Il précisait par ailleurs que le taux de diagnostic par échographie de l’exstrophie vésicale était extrêmement faible, de l’ordre de 8%, tout en soulignant que ladite pathologie pouvait être dépistée en anténatal.
Dans le cadre de dires adressés à l’expert, nous soulevions un certain nombre d’observations destinées à critiquer les conclusions de son rapport.
En effet, il apparaissait parfaitement incompréhensible de conclure à l’absence de faute du médecin dans le suivi obstétrical alors même que ce dernier avait affirmé à 3 reprises et sans le moindre doute avoir visualisé parfaitement un organe, la vessie, dont l’enfant été pourtant dépourvu.
Par ailleurs, les statistiques retenues par l’expert quant au taux de diagnostic de l’exstrophie vésicale apparaissaient largement sous-évaluées. En effet, d’autres études relevaient, entre 2003 et 2009, période au cours de laquelle les échographies étaient effectuées, un taux de diagnostic de 33% et donc bien supérieur au taux de 8% retenu par l’expert.
Le Tribunal de Grande Instance d’Angoulême décidait in fine, chose rare dans ce type de dossier, d’aller à l’encontre des conclusions de l’expert et ainsi, faire droit à notre analyse du dossier et retenir la faute médicale.

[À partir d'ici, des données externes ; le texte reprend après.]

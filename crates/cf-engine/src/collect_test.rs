use super::*;
use crate::loader::load_record_batches;
use crate::snapshot::SchemaSnapshot;
use crate::test_utils::{formula_field, lookup_field, plain_field, TestComputer};
use cf_store::MemoryStore;
use serde_json::json;
use std::collections::HashMap;

fn cells(pairs: &[(&str, Value)]) -> HashMap<String, Value> {
    pairs
        .iter()
        .map(|(k, v)| (k.to_string(), v.clone()))
        .collect()
}

fn item(field_id: &str, deps: &[&str]) -> TopoItem {
    TopoItem {
        field_id: field_id.to_string(),
        dependencies: deps.iter().map(|s| s.to_string()).collect(),
    }
}

async fn self_table_fixture() -> (MemoryStore, SchemaSnapshot) {
    let store = MemoryStore::new();
    store.register_table("tbl1", "t1").unwrap();
    store.register_field(plain_field("fldA", "tbl1", "a")).unwrap();
    store.register_field(formula_field("fldB", "tbl1", "b")).unwrap();
    store
        .insert_row("t1", "r1", 3, cells(&[("a", json!(5.0)), ("b", json!(8.0))]))
        .unwrap();
    store
        .insert_row("t1", "r2", 0, cells(&[("a", json!(7.0)), ("b", json!(14.0))]))
        .unwrap();

    let ids: Vec<String> = ["fldA", "fldB"].iter().map(|s| s.to_string()).collect();
    let snapshot = SchemaSnapshot::load(&store, &ids).await.unwrap();
    (store, snapshot)
}

#[tokio::test]
async fn test_emits_change_only_on_differing_value() {
    let (store, snapshot) = self_table_fixture().await;
    let origins = vec![RecordRef::new("t1", "r1"), RecordRef::new("t1", "r2")];
    let mut records = load_record_batches(&store, &origins, &[], &[], &snapshot)
        .await
        .unwrap();

    let order = vec![item("fldA", &[]), item("fldB", &["fldA"])];
    let changes = collect_changes(
        &order,
        &snapshot,
        &TestComputer,
        &mut records,
        &origins,
        &[],
    )
    .unwrap();

    // r1: 5*2 = 10 != 8 -> change; r2: 7*2 = 14 == stored -> no change.
    assert_eq!(changes.len(), 1);
    assert_eq!(changes[0].record_id, "r1");
    assert_eq!(changes[0].field_id, "fldB");
    assert_eq!(changes[0].old_value, json!(8.0));
    assert_eq!(changes[0].new_value, json!(10.0));
}

#[tokio::test]
async fn test_plain_fields_are_not_recomputed() {
    let (store, snapshot) = self_table_fixture().await;
    let origins = vec![RecordRef::new("t1", "r1")];
    let mut records = load_record_batches(&store, &origins, &[], &[], &snapshot)
        .await
        .unwrap();

    let changes = collect_changes(
        &[item("fldA", &[])],
        &snapshot,
        &TestComputer,
        &mut records,
        &origins,
        &[],
    )
    .unwrap();
    assert!(changes.is_empty());
}

#[tokio::test]
async fn test_downstream_sees_fresh_upstream_value() {
    // fldD rolls up fldC values; fldC is recomputed first in the same pass,
    // so the rollup must see the fresh value, not the stored one.
    let store = MemoryStore::new();
    store.register_table("tbl1", "t1").unwrap();
    store.register_table("tbl2", "t2").unwrap();
    store.register_field(plain_field("fldA", "tbl1", "a")).unwrap();
    store
        .register_field(lookup_field(
            "fldC",
            "tbl2",
            "c",
            Relationship::ManyToOne,
            "tbl1",
            "t1_ref",
            "fldA",
        ))
        .unwrap();
    store
        .register_field(lookup_field(
            "fldD",
            "tbl1",
            "d",
            Relationship::OneToMany,
            "tbl2",
            "t1_ref",
            "fldC",
        ))
        .unwrap();

    store
        .insert_row(
            "t1",
            "r1",
            0,
            cells(&[("a", json!(6.0)), ("d", json!(4.0))]),
        )
        .unwrap();
    // Stored c is stale (2.0); fresh value is a = 6.0.
    store
        .insert_row(
            "t2",
            "x1",
            0,
            cells(&[("t1_ref", json!("r1")), ("c", json!(2.0))]),
        )
        .unwrap();

    let ids: Vec<String> = ["fldA", "fldC", "fldD"].iter().map(|s| s.to_string()).collect();
    let snapshot = SchemaSnapshot::load(&store, &ids).await.unwrap();

    let origins = vec![RecordRef::new("t1", "r1")];
    let affected = vec![
        RecordRefItem {
            table_name: "t2".to_string(),
            id: "x1".to_string(),
            field_id: Some("fldC".to_string()),
            relation_to: Some("r1".to_string()),
        },
        RecordRefItem {
            table_name: "t1".to_string(),
            id: "r1".to_string(),
            field_id: Some("fldD".to_string()),
            relation_to: None,
        },
    ];
    let mut records = load_record_batches(&store, &origins, &affected, &[], &snapshot)
        .await
        .unwrap();

    let order = vec![
        item("fldA", &[]),
        item("fldC", &["fldA"]),
        item("fldD", &["fldC"]),
    ];
    let changes = collect_changes(
        &order,
        &snapshot,
        &TestComputer,
        &mut records,
        &origins,
        &affected,
    )
    .unwrap();

    assert_eq!(changes.len(), 2);
    assert_eq!(changes[0].field_id, "fldC");
    assert_eq!(changes[0].new_value, json!(6.0));
    // The rollup summed the fresh 6.0, not the stale 2.0.
    assert_eq!(changes[1].field_id, "fldD");
    assert_eq!(changes[1].new_value, json!(6.0));
}

#[tokio::test]
async fn test_unloaded_records_are_skipped() {
    let (store, snapshot) = self_table_fixture().await;
    let origins = vec![RecordRef::new("t1", "ghost")];
    let mut records = load_record_batches(&store, &origins, &[], &[], &snapshot)
        .await
        .unwrap();

    let changes = collect_changes(
        &[item("fldB", &["fldA"])],
        &snapshot,
        &TestComputer,
        &mut records,
        &origins,
        &[],
    )
    .unwrap();
    assert!(changes.is_empty());
}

La juridiction soulignait que le Docteur D. avait, sans restriction ni doute possible, indiqué de manière erronée que la vessie était visible, lors des trois échographies, et que l’erreur liée à une visualisation erronée de la vessie a conduit à l’absence de diagnostic, identification erronée constitutive d’une faute caractérisée au sens de l’article L114-5 du code de la santé publique.
Et d’ajouter que malgré le caractère curable d’une exstrophie vésicale, son diagnostic reste une indication potentielle d’interruption médicale de grossesse du fait de la gravité de cette affection, des multiples opérations qui sont nécessaires à sa cure et du fait des pronostics incertains au niveau rénal, vésical, sexuel et obstétrical avec de grosses implications néfastes au niveau psychologique et social.
Et de conclure qu’il est incontestable que les parents ont été privés de la chance d’avoir recours à une interruption médicale de grossesse, préjudice qu’il convient de réparer à hauteur de 20000 euros. Par ailleurs, la situation difficile vécue par les parents du fait du handicap de leur fille, la nécessité récurrente de soins de plus en plus stressants et le fait que le couple a été mis à mal par cette épreuve justifie que soit allouée la somme de 30.000 euros au titre du préjudice moral né de l’impréparation au handicap de leur enfant.
La partie adverse a décidé de ne pas interjeter appel et de s’exécuter volontairement.